# PROVIDED RECORDS
+-------+
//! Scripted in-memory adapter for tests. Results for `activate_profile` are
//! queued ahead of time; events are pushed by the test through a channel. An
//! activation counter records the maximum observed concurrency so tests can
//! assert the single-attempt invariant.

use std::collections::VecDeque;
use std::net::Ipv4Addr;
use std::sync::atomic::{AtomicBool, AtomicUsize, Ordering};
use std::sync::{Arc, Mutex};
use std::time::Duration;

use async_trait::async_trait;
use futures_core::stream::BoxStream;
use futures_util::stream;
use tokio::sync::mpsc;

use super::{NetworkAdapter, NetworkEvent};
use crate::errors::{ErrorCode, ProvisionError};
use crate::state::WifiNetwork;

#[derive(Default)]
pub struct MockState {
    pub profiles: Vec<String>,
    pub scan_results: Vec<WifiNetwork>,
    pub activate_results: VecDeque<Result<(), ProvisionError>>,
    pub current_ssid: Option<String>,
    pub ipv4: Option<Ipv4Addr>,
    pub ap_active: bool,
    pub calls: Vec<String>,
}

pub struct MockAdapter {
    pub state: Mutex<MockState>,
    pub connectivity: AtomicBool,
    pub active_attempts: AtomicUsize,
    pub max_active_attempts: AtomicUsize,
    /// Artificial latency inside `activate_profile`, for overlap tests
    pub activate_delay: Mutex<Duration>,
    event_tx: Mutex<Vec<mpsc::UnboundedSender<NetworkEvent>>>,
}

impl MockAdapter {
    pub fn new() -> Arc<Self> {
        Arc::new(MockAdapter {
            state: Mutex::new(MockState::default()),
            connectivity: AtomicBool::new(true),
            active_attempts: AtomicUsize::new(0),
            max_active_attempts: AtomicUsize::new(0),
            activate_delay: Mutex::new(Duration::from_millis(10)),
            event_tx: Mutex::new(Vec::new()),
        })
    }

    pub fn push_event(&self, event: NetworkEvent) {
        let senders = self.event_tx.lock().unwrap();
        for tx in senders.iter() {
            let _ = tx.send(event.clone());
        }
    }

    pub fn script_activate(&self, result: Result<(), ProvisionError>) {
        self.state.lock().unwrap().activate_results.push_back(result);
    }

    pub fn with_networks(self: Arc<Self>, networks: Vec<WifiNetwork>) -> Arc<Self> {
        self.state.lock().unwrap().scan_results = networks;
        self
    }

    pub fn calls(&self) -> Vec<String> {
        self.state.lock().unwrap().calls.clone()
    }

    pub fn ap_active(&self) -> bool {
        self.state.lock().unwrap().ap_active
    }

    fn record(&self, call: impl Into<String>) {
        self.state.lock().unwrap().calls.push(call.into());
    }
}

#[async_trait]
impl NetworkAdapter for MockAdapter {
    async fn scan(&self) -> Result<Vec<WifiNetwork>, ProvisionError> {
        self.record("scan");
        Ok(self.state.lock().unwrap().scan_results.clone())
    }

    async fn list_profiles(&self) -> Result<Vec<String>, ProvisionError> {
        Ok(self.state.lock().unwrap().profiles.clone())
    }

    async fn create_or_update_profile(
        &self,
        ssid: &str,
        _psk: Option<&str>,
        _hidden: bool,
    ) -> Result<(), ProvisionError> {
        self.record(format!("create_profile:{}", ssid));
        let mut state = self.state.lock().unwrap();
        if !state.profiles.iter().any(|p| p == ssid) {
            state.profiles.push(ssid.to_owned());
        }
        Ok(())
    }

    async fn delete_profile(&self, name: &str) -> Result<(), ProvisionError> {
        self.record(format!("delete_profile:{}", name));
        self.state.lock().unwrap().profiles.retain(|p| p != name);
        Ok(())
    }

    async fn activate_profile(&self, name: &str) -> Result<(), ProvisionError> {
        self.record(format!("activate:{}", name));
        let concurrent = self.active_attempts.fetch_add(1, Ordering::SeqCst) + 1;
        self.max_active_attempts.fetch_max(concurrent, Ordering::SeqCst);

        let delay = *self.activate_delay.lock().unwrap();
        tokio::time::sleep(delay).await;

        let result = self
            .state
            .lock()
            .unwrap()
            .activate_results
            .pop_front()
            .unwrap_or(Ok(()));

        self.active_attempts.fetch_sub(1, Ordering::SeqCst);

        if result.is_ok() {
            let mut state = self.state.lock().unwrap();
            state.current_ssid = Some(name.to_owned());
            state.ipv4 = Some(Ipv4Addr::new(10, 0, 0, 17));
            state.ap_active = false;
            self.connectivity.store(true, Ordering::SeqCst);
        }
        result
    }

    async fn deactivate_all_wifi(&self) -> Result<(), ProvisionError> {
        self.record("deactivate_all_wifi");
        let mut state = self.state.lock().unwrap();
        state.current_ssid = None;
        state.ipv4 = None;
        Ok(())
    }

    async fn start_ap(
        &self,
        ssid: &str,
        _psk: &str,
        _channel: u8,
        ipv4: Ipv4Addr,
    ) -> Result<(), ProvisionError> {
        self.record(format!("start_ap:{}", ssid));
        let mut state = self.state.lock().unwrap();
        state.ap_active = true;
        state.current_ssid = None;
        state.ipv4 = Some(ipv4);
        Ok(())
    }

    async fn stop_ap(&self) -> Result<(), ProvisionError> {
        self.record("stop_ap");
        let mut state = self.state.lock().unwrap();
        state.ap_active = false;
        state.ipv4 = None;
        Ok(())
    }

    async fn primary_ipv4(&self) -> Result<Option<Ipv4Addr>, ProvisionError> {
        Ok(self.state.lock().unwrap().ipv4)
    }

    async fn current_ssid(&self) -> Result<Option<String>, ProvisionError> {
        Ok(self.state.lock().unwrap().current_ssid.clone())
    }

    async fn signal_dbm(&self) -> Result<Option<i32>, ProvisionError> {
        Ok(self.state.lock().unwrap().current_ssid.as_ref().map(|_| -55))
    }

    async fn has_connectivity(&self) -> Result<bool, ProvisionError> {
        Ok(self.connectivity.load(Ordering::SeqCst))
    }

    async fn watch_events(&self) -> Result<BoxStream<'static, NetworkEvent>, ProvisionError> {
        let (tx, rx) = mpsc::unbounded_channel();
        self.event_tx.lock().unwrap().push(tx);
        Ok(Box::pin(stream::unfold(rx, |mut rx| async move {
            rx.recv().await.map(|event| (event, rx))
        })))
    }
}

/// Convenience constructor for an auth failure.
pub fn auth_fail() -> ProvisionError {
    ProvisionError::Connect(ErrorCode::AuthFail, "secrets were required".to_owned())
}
+-------+
# TASK TO COMPLETE
The required output is every line above from the one with "self.state.lock().unwrap().calls.clone()" down to the one with "self.active_attempts.fetch_sub(1, Ordering::SeqCst);", restated word for word, ends included.

# RESULT
        self.state.lock().unwrap().calls.clone()
    }

    pub fn ap_active(&self) -> bool {
        self.state.lock().unwrap().ap_active
    }

    fn record(&self, call: impl Into<String>) {
        self.state.lock().unwrap().calls.push(call.into());
    }
}

#[async_trait]
impl NetworkAdapter for MockAdapter {
    async fn scan(&self) -> Result<Vec<WifiNetwork>, ProvisionError> {
        self.record("scan");
        Ok(self.state.lock().unwrap().scan_results.clone())
    }

    async fn list_profiles(&self) -> Result<Vec<String>, ProvisionError> {
        Ok(self.state.lock().unwrap().profiles.clone())
    }

    async fn create_or_update_profile(
        &self,
        ssid: &str,
        _psk: Option<&str>,
        _hidden: bool,
    ) -> Result<(), ProvisionError> {
        self.record(format!("create_profile:{}", ssid));
        let mut state = self.state.lock().unwrap();
        if !state.profiles.iter().any(|p| p == ssid) {
            state.profiles.push(ssid.to_owned());
        }
        Ok(())
    }

    async fn delete_profile(&self, name: &str) -> Result<(), ProvisionError> {
        self.record(format!("delete_profile:{}", name));
        self.state.lock().unwrap().profiles.retain(|p| p != name);
        Ok(())
    }

    async fn activate_profile(&self, name: &str) -> Result<(), ProvisionError> {
        self.record(format!("activate:{}", name));
        let concurrent = self.active_attempts.fetch_add(1, Ordering::SeqCst) + 1;
        self.max_active_attempts.fetch_max(concurrent, Ordering::SeqCst);

        let delay = *self.activate_delay.lock().unwrap();
        tokio::time::sleep(delay).await;

        let result = self
            .state
            .lock()
            .unwrap()
            .activate_results
            .pop_front()
            .unwrap_or(Ok(()));

        self.active_attempts.fetch_sub(1, Ordering::SeqCst);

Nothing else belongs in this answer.